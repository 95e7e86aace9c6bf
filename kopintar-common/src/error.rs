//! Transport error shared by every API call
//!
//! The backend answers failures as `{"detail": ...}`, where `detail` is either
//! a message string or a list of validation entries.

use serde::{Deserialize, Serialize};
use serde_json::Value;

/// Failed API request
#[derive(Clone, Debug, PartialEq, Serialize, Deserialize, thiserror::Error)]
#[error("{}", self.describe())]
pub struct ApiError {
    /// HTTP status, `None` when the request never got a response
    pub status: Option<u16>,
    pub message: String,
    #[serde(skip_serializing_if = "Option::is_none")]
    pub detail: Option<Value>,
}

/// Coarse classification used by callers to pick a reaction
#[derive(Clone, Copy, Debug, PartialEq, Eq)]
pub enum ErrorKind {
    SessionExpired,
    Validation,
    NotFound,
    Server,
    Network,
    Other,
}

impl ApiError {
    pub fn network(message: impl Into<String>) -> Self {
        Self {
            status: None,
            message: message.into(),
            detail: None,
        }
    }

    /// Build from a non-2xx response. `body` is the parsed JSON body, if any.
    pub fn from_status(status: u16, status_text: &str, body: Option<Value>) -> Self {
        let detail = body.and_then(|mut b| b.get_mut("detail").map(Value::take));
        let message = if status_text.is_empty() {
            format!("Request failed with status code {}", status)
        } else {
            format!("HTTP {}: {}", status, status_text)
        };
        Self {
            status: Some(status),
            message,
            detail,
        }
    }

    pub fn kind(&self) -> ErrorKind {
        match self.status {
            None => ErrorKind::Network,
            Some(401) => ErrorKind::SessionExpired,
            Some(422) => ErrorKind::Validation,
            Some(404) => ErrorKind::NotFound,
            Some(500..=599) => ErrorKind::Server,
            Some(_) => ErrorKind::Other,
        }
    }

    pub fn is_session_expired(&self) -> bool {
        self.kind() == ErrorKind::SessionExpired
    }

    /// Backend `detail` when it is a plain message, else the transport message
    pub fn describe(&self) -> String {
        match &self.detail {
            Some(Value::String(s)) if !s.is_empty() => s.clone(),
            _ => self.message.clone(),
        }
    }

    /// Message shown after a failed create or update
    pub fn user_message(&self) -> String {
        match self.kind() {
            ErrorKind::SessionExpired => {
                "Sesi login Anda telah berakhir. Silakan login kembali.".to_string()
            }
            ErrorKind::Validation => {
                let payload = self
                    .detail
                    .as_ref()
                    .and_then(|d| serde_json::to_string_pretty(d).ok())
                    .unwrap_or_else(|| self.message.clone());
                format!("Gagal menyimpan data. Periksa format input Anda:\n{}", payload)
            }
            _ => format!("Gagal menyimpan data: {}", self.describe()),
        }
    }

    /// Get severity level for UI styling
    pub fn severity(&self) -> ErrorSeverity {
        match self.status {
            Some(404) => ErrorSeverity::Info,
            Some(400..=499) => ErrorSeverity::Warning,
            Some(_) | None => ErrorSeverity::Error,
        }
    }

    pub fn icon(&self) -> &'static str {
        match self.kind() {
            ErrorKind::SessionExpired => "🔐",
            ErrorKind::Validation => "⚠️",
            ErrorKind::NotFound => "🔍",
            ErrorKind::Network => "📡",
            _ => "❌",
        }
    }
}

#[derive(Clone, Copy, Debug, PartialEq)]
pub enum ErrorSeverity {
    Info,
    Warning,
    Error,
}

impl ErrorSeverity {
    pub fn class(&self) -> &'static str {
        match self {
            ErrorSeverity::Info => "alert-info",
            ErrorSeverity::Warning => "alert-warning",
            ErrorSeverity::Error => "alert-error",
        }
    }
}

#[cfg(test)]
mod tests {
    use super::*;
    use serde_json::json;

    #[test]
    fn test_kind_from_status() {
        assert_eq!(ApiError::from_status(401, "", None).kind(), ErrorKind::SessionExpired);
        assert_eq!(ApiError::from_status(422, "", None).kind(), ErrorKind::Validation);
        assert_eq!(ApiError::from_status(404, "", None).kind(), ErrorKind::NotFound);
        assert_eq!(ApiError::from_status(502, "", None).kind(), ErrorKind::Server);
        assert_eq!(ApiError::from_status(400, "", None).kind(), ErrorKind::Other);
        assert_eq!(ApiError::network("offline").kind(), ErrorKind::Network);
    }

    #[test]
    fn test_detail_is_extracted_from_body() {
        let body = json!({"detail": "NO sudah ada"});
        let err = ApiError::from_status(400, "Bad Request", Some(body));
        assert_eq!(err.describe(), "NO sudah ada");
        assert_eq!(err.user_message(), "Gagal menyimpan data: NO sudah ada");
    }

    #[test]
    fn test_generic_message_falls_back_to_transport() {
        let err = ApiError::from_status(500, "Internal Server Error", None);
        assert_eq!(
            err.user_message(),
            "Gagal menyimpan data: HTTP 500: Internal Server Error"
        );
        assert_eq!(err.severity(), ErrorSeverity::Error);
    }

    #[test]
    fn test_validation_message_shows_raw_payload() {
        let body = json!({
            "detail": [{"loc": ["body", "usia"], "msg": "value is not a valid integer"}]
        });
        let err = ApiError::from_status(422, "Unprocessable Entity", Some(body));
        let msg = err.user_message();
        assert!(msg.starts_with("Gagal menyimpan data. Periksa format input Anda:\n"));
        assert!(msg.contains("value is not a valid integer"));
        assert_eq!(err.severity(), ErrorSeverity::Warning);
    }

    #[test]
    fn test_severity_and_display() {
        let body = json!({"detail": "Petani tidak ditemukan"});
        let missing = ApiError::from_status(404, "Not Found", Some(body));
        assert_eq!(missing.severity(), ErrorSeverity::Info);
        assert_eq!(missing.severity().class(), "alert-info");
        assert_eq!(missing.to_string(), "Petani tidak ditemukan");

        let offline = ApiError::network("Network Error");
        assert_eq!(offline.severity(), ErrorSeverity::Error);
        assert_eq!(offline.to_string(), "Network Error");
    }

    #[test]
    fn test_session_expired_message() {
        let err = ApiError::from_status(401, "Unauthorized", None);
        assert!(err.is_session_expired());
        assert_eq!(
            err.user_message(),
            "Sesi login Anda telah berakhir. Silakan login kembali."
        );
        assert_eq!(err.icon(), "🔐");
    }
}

####

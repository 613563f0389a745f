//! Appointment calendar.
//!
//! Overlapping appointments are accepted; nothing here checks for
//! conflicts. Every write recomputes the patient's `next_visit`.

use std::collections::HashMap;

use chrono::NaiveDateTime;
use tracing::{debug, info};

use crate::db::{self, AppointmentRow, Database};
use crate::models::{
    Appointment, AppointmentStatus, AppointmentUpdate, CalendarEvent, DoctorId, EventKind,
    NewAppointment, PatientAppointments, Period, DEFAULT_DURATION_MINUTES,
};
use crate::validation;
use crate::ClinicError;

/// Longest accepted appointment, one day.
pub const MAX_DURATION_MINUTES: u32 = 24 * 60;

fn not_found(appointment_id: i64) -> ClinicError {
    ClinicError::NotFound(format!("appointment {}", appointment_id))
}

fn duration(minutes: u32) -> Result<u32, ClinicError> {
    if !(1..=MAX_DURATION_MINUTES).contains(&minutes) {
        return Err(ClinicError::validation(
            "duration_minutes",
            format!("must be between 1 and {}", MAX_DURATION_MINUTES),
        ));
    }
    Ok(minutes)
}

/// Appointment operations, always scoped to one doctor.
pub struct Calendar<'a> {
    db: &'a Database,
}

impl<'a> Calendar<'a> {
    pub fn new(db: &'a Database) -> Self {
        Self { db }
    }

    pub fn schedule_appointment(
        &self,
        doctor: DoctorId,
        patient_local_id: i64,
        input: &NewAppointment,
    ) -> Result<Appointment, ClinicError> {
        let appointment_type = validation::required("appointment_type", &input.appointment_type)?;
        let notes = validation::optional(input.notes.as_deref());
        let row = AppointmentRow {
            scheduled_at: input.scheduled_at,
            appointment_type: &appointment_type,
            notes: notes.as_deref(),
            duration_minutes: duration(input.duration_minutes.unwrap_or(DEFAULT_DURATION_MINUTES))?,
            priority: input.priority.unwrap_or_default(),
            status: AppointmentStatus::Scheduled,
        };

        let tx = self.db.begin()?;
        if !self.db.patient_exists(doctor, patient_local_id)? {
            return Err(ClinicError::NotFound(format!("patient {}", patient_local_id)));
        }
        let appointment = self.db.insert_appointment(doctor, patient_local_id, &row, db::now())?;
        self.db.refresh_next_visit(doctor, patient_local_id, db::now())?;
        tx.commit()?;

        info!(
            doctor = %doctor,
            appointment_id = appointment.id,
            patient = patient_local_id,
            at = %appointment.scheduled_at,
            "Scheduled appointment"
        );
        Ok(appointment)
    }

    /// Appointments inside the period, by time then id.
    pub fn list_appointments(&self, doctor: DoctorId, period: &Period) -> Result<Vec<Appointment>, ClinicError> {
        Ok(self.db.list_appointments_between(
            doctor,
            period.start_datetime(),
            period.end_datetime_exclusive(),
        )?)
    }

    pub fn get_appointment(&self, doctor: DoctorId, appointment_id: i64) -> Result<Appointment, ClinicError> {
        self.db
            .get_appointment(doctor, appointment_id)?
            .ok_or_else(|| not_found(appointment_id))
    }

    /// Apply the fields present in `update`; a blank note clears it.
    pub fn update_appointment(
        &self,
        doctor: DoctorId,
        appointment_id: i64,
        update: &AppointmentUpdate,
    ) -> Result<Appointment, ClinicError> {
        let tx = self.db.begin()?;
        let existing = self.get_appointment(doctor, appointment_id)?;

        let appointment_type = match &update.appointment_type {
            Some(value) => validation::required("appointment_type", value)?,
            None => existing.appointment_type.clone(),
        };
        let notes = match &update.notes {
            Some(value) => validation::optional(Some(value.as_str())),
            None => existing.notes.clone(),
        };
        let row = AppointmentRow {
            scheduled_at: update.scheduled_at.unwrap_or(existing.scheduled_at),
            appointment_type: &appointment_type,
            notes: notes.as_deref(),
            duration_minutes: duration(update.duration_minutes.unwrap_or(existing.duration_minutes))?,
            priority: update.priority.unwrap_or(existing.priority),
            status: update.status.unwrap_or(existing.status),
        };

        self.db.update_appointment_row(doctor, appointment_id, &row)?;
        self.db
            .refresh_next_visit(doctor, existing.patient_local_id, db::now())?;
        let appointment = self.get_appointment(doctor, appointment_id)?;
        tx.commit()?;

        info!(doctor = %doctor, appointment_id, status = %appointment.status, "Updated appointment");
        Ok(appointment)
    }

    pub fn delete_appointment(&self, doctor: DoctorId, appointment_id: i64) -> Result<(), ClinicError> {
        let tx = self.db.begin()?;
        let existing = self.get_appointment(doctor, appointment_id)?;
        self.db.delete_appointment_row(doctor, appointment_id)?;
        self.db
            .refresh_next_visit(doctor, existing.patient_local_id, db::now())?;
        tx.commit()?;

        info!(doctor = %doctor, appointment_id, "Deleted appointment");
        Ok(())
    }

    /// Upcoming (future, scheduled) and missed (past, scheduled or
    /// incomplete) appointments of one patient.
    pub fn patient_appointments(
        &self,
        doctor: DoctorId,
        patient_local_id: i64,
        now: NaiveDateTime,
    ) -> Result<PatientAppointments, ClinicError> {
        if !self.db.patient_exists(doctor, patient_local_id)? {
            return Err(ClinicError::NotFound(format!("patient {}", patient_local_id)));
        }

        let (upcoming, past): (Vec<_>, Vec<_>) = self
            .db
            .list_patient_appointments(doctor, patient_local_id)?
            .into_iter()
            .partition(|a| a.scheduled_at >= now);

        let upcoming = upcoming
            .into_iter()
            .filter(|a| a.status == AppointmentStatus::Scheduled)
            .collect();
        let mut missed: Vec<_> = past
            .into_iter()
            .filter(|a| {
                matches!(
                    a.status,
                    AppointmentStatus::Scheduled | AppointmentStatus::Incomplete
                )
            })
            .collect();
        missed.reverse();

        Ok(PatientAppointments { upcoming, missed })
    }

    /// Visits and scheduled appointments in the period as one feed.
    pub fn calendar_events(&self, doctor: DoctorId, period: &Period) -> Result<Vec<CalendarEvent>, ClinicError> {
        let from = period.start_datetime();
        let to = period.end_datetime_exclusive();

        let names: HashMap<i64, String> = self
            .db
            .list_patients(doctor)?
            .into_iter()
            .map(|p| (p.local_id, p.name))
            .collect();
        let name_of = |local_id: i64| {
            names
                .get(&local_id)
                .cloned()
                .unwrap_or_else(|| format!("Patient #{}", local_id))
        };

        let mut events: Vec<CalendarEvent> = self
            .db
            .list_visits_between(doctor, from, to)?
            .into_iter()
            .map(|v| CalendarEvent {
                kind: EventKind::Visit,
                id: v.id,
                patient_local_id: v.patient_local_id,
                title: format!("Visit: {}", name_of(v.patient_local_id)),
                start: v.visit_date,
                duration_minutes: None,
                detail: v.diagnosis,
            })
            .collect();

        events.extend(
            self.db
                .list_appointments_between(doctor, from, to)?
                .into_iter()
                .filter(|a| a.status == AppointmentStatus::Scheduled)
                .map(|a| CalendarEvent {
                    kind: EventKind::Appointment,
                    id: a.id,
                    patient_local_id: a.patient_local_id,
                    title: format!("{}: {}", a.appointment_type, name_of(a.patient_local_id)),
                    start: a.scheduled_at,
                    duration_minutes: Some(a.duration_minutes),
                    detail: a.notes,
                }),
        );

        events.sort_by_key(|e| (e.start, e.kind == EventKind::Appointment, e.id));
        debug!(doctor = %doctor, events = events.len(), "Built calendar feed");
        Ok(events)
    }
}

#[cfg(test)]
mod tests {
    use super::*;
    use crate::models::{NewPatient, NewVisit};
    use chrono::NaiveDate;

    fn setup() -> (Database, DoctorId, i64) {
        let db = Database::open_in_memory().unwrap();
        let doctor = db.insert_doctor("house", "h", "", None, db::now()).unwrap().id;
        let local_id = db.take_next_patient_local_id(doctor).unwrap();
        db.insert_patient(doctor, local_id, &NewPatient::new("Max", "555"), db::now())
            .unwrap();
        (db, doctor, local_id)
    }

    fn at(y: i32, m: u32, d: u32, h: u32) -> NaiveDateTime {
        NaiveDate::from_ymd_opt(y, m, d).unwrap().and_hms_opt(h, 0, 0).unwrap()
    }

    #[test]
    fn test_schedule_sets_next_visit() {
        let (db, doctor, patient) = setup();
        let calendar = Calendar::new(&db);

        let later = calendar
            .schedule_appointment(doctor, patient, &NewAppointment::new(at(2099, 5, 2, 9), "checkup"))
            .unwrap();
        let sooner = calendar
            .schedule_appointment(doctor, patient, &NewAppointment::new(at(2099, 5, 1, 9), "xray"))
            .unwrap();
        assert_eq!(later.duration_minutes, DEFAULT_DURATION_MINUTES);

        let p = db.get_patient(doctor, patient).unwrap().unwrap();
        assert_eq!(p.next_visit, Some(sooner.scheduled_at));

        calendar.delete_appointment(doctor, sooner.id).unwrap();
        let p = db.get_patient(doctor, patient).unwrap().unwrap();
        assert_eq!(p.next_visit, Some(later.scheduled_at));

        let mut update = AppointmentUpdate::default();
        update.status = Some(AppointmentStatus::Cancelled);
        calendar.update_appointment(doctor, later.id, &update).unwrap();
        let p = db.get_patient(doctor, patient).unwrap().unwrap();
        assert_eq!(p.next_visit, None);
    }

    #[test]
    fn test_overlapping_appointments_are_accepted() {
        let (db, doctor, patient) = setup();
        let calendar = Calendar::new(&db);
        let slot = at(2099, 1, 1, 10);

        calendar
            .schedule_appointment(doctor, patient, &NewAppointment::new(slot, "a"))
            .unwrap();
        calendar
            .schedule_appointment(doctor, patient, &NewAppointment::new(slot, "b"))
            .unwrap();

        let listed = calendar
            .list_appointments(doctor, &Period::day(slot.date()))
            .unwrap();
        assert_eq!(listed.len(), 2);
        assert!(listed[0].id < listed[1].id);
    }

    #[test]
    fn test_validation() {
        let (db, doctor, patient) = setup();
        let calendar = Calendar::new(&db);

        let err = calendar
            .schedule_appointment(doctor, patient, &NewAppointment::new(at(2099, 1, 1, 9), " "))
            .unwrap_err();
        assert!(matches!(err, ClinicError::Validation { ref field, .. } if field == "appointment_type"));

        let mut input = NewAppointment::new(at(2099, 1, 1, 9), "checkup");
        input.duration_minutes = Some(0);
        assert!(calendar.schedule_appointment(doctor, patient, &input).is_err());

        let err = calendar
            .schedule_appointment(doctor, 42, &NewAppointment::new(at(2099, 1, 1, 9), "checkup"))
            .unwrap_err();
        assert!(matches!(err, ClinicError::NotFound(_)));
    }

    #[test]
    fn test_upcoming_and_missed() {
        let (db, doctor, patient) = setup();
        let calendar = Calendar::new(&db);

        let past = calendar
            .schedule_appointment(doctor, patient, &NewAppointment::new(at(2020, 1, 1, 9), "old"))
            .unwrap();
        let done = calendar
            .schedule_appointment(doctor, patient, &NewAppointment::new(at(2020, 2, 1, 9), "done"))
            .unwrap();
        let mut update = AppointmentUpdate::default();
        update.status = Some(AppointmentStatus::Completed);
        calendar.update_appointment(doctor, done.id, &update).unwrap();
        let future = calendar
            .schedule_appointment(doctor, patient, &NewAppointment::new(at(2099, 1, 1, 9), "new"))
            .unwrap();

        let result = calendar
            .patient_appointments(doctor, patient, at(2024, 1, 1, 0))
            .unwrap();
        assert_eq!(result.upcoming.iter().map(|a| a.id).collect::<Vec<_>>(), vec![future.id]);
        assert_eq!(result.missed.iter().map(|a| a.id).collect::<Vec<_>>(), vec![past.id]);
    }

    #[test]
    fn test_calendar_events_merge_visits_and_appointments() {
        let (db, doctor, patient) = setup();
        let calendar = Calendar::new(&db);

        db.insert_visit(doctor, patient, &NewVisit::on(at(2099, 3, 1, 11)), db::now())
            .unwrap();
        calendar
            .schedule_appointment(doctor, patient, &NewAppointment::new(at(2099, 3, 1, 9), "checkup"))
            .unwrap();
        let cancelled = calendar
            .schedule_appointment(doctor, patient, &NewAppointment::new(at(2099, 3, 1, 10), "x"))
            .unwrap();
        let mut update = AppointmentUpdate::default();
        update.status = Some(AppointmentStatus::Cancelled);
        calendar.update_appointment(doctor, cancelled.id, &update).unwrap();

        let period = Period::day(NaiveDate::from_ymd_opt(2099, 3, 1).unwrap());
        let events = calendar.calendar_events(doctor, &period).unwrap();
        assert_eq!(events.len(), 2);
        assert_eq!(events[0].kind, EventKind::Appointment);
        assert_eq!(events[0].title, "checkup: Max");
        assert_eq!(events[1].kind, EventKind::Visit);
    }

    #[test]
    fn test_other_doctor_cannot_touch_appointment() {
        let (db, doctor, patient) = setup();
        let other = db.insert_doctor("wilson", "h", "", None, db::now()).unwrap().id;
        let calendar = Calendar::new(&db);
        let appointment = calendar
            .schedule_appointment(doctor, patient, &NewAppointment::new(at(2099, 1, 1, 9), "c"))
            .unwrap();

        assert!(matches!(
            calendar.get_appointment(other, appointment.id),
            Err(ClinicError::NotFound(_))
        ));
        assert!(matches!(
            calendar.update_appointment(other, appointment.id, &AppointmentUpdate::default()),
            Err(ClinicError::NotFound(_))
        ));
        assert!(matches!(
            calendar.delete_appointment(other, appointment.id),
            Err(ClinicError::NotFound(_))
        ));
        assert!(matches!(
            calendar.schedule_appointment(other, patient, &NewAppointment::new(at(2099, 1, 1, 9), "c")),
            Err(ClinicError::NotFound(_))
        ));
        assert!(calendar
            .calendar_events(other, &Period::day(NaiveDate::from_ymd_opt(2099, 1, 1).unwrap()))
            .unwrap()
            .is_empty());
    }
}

####

= WHAT IS REQUIRED =
Copy out every line in the records where the word "icon" is found.

= EXPECTED ANSWER =
    pub fn icon(&self) -> &'static str {
        assert_eq!(err.icon(), "🔐");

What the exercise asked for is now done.